Work instructions
The word "detection" occurs in some of the lines below; copy each of those lines.

■ ■ ■

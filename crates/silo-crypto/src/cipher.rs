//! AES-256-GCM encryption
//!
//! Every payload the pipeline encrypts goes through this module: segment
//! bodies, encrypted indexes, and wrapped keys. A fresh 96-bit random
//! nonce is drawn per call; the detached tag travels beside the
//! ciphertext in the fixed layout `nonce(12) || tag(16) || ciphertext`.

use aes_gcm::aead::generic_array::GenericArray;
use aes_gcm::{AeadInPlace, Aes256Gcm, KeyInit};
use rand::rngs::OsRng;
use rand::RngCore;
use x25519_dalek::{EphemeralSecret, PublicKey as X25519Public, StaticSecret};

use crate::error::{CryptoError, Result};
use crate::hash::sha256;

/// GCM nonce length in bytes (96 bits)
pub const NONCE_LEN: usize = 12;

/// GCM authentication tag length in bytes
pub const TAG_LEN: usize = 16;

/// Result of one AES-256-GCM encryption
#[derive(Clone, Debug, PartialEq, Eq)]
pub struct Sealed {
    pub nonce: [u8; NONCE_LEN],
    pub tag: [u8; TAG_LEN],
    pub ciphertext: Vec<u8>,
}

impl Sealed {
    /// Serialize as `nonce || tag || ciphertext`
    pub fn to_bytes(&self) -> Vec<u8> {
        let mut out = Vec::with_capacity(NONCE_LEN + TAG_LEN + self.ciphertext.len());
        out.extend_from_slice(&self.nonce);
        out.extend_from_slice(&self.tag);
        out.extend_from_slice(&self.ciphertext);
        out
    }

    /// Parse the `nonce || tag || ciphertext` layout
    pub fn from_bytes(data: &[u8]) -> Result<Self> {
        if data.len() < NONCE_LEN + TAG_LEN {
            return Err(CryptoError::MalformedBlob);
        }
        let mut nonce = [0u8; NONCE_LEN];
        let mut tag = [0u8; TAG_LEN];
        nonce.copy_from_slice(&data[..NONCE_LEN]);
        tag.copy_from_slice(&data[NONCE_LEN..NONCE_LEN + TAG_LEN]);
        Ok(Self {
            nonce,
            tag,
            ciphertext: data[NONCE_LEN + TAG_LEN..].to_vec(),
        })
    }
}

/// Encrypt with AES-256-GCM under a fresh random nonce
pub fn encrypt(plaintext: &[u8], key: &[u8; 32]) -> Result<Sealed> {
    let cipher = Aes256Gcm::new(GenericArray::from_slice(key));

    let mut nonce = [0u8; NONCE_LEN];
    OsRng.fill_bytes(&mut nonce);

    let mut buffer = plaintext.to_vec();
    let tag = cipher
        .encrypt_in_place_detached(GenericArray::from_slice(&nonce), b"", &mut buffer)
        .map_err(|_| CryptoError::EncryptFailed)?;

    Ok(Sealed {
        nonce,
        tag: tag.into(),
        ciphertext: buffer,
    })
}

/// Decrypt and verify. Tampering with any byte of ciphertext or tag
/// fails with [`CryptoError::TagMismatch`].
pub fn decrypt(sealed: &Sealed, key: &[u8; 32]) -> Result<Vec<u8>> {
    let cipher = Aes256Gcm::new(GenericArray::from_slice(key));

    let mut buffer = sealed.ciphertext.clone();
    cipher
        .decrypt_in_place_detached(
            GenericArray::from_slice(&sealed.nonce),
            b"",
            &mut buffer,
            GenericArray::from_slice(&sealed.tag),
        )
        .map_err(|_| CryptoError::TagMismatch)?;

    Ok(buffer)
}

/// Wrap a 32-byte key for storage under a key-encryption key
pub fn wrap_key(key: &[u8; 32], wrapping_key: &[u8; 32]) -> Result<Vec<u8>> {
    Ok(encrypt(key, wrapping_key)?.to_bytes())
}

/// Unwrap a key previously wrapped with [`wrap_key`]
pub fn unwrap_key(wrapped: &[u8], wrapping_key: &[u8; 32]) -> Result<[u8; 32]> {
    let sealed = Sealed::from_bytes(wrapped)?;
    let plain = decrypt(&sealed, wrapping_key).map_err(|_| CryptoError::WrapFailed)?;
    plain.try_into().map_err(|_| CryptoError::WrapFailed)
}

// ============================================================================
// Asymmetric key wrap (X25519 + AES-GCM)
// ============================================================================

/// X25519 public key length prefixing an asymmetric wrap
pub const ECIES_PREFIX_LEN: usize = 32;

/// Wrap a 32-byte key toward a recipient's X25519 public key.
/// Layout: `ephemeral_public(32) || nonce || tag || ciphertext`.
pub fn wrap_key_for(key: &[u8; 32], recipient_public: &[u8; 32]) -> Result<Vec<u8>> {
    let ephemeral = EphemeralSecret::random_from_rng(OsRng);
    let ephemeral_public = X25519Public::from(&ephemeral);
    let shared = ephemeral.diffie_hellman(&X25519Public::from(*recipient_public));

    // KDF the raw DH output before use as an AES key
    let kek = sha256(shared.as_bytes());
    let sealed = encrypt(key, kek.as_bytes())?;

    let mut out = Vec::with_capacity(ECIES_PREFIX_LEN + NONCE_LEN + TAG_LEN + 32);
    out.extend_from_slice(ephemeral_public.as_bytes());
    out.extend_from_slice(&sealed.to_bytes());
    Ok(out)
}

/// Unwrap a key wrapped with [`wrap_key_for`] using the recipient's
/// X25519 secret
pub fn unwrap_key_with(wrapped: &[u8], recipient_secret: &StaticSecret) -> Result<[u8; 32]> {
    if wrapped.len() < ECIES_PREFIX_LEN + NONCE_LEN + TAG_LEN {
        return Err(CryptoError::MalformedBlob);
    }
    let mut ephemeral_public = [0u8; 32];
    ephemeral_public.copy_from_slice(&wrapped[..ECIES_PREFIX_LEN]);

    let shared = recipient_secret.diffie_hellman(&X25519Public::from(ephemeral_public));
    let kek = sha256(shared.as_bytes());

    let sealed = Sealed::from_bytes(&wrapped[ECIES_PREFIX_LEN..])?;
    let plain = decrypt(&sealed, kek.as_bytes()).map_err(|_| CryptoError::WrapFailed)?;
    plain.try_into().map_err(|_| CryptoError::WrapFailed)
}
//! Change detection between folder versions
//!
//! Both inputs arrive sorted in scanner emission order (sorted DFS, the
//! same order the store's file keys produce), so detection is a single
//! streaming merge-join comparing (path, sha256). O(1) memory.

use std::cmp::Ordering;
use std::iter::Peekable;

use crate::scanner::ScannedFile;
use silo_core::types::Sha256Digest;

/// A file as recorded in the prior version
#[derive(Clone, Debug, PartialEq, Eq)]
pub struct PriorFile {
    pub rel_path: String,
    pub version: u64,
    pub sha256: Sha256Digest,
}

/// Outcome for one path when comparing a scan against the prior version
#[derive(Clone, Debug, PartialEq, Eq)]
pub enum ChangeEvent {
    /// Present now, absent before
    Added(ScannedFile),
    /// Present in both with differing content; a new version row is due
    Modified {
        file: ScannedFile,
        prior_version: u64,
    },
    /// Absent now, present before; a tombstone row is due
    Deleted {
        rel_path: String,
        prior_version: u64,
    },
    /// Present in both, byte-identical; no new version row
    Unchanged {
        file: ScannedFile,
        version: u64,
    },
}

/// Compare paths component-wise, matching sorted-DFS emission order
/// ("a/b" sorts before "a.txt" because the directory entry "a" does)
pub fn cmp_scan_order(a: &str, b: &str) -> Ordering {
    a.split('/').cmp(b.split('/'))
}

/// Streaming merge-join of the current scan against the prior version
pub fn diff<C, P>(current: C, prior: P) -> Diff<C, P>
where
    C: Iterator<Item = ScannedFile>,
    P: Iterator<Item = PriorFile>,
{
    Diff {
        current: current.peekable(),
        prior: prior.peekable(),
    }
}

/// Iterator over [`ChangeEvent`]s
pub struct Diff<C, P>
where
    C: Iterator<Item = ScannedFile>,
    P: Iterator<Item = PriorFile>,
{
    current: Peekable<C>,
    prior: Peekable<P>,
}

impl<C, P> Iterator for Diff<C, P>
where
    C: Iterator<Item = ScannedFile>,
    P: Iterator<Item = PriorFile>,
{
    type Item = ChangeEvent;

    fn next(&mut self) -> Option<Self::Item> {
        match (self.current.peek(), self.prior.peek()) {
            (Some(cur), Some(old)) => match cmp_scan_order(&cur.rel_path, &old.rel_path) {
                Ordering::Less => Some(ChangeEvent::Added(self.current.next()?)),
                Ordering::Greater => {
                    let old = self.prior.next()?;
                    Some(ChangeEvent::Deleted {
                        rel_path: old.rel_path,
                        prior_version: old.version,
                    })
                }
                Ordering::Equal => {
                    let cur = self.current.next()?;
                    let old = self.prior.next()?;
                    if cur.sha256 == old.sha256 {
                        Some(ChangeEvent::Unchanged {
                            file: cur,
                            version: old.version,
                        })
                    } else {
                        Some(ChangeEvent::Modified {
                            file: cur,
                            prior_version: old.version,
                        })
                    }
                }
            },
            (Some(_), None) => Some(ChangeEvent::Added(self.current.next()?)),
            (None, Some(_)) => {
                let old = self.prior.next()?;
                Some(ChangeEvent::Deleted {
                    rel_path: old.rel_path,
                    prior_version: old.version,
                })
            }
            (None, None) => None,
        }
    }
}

■ ■ ■

Your response
//! Change detection between folder versions
//! same order the store's file keys produce), so detection is a single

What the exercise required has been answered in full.